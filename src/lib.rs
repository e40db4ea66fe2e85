// Leadflow - All-or-none batch lead conversion client
// Copyright (c) 2025 Leadflow Contributors
// Licensed under the MIT License

//! # Leadflow - All-or-none batch lead conversion
//!
//! Leadflow converts batches of source records (leads) into related
//! destination records (account, contact and optionally opportunity) by
//! delegating the work to an external conversion engine.
//!
//! ## Overview
//!
//! This library provides the core functionality for:
//! - **Validating** caller-facing conversion requests
//! - **Mapping** them to the engine's native request shape, forwarding only
//!   the options that change what the engine does by default
//! - **Submitting** the whole batch in one all-or-none engine call
//! - **Reporting** one outcome per request, in request order
//!
//! ## Architecture
//!
//! - [`cli`] - Command-line interface and argument parsing
//! - [`core`] - Request mapping and batch orchestration
//! - [`adapters`] - External integrations (the conversion engine)
//! - [`domain`] - Core domain types and models
//! - [`config`] - Configuration management
//! - [`logging`] - Structured logging and observability
//!
//! ## Quick Start
//!
//! ```rust,no_run
//! use leadflow::adapters::engine::HttpConversionEngine;
//! use leadflow::config::load_config;
//! use leadflow::core::convert::BatchConverter;
//! use leadflow::domain::{ConversionRequest, SourceId};
//! use std::sync::Arc;
//!
//! #[tokio::main]
//! async fn main() -> Result<(), Box<dyn std::error::Error>> {
//!     let config = load_config("leadflow.toml")?;
//!     let engine = Arc::new(HttpConversionEngine::new(config.engine.clone())?);
//!     let converter = BatchConverter::new(engine, &config.batch);
//!
//!     let mut request = ConversionRequest::new(SourceId::new("L1")?, "Qualified");
//!     request.create_opportunity = Some(false);
//!
//!     let outcomes = converter.convert_batch(&[request]).await?;
//!     println!("Converted {} records", outcomes.len());
//!     Ok(())
//! }
//! ```
//!
//! ## All-or-none
//!
//! Either every request in a batch is converted or none is. A rejection of
//! any element surfaces as [`domain::EngineError::Rejected`] carrying one
//! [`domain::ElementFailure`] per failing element, and no outcomes:
//!
//! ```rust,no_run
//! use leadflow::domain::{LeadflowError, EngineError};
//!
//! fn explain(error: &LeadflowError) {
//!     if let LeadflowError::Engine(EngineError::Rejected { failures }) = error {
//!         for failure in failures {
//!             eprintln!("{failure}");
//!         }
//!     }
//! }
//! ```
//!
//! ## Logging
//!
//! Leadflow uses structured logging with the `tracing` crate. Every log line
//! emitted for a batch carries its `batch_id`.

pub mod adapters;
pub mod cli;
pub mod config;
pub mod core;
pub mod domain;
pub mod logging;
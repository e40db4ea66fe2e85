//! HTTP conversion engine client
//!
//! Submits a whole batch to the engine's REST endpoint in one POST:
//!
//! ```text
//! POST {base_url}{convert_path}
//! {"allOrNone": true, "requests": [ ...EngineRequest... ]}
//! ```
//!
//! A 2xx answer carries `{"results": [...]}` in request order. A 409 or 422
//! answer carries a non-empty `{"errors": [{"index", "sourceId", "message"}]}`
//! and means nothing was committed. Anything else, including a 409 or 422
//! with some other body, is a system fault. Requests are never retried here.

use super::{ConversionEngine, EngineRequest, EngineResult};
use crate::config::EngineConfig;
use crate::domain::ids::SourceId;
use crate::domain::{ElementFailure, EngineError, LeadflowError, Result};
use async_trait::async_trait;
use reqwest::{Client, ClientBuilder, StatusCode};
use serde::{Deserialize, Serialize};
use std::time::Duration;

#[derive(Serialize)]
#[serde(rename_all = "camelCase")]
struct ConvertPayload<'a> {
    all_or_none: bool,
    requests: &'a [EngineRequest],
}

#[derive(Deserialize)]
struct ConvertResponse {
    results: Vec<EngineResult>,
}

#[derive(Deserialize)]
struct RejectionResponse {
    errors: Vec<WireFailure>,
}

#[derive(Deserialize)]
#[serde(rename_all = "camelCase")]
struct WireFailure {
    index: usize,
    #[serde(default)]
    source_id: Option<String>,
    message: String,
}

impl From<WireFailure> for ElementFailure {
    fn from(wire: WireFailure) -> Self {
        let failure = ElementFailure::new(wire.index, wire.message);
        match wire.source_id.and_then(|id| SourceId::new(id).ok()) {
            Some(id) => failure.with_source_id(id),
            None => failure,
        }
    }
}

/// Conversion engine reached over HTTP
///
/// # Example
///
/// ```no_run
/// use leadflow::adapters::engine::HttpConversionEngine;
/// use leadflow::config::EngineConfig;
///
/// # fn example() -> leadflow::domain::Result<()> {
/// let engine = HttpConversionEngine::new(EngineConfig::new("https://crm.example.com/api"))?;
/// # Ok(())
/// # }
/// ```
pub struct HttpConversionEngine {
    client: Client,
    url: String,
    config: EngineConfig,
}

impl HttpConversionEngine {
    /// Create a new HTTP engine client
    ///
    /// # Errors
    ///
    /// Returns a configuration error if the HTTP client cannot be built.
    pub fn new(config: EngineConfig) -> Result<Self> {
        let mut client_builder = ClientBuilder::new()
            .timeout(Duration::from_secs(config.timeout_seconds))
            .connect_timeout(Duration::from_secs(30));

        if !config.tls_verify {
            tracing::warn!(
                base_url = %config.base_url,
                "TLS certificate verification disabled for conversion engine"
            );
            client_builder = client_builder.danger_accept_invalid_certs(true);
        }

        let client = client_builder.build().map_err(|e| {
            LeadflowError::Configuration(format!("Failed to build HTTP client: {e}"))
        })?;

        Ok(Self {
            client,
            url: config.convert_url(),
            config,
        })
    }

    /// Build authorization header value
    fn auth_header_value(&self) -> Option<String> {
        use secrecy::ExposeSecret;

        self.config
            .api_token
            .as_ref()
            .map(|token| format!("Bearer {}", token.expose_secret().as_ref()))
    }

    fn transport_error(&self, err: reqwest::Error) -> EngineError {
        if err.is_timeout() {
            EngineError::Timeout(format!(
                "no answer from {} within {}s",
                self.url, self.config.timeout_seconds
            ))
        } else if err.is_connect() {
            EngineError::Unavailable(format!("{}: {err}", self.url))
        } else {
            EngineError::System(err.to_string())
        }
    }
}

/// Classify a non-2xx answer from its status and body
fn failure_for_status<E: std::fmt::Display>(
    status: StatusCode,
    body: std::result::Result<String, E>,
) -> EngineError {
    let body = match body {
        Ok(body) => body,
        Err(e) => {
            return EngineError::System(format!(
                "engine returned status {status}; reading the body failed: {e}"
            ))
        }
    };

    if status == StatusCode::CONFLICT || status == StatusCode::UNPROCESSABLE_ENTITY {
        if let Some(rejection) = serde_json::from_str::<RejectionResponse>(&body)
            .ok()
            .filter(|rejection| !rejection.errors.is_empty())
        {
            tracing::debug!(
                status = %status,
                failures = rejection.errors.len(),
                "Engine rejected batch"
            );
            return EngineError::Rejected {
                failures: rejection.errors.into_iter().map(Into::into).collect(),
            };
        }
    }

    EngineError::System(format!("engine returned status {status}: {body}"))
}

#[async_trait]
impl ConversionEngine for HttpConversionEngine {
    async fn convert(
        &self,
        requests: &[EngineRequest],
    ) -> std::result::Result<Vec<EngineResult>, EngineError> {
        let payload = ConvertPayload {
            all_or_none: true,
            requests,
        };

        let mut request = self.client.post(&self.url).json(&payload);
        if let Some(auth) = self.auth_header_value() {
            request = request.header("Authorization", auth);
        }

        tracing::debug!(url = %self.url, count = requests.len(), "Posting conversion batch");

        let resp = request.send().await.map_err(|e| self.transport_error(e))?;
        let status = resp.status();

        if status.is_success() {
            let body = resp.json::<ConvertResponse>().await.map_err(|e| {
                tracing::error!(
                    url = %self.url,
                    status = %status,
                    error = %e,
                    "Engine reported success but the response could not be decoded; the batch may have been committed"
                );
                EngineError::InvalidResponse(e.to_string())
            })?;
            return Ok(body.results);
        }

        Err(failure_for_status(status, resp.text().await))
    }

    fn describe(&self) -> String {
        self.url.clone()
    }
}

### HOW TO COMPLETE THIS TASK
Up to and including the line with "caller-facing conversion requests", output every line of the records above exactly, starting from the first; output nothing else.

### ANSWER FOR THIS EXERCISE
filename src/lib.rs
repository e40db4ea66fe2e85
// Leadflow - All-or-none batch lead conversion client
// Copyright (c) 2025 Leadflow Contributors
// Licensed under the MIT License

//! # Leadflow - All-or-none batch lead conversion
//!
//! Leadflow converts batches of source records (leads) into related
//! destination records (account, contact and optionally opportunity) by
//! delegating the work to an external conversion engine.
//!
//! ## Overview
//!
//! This library provides the core functionality for:
//! - **Validating** caller-facing conversion requests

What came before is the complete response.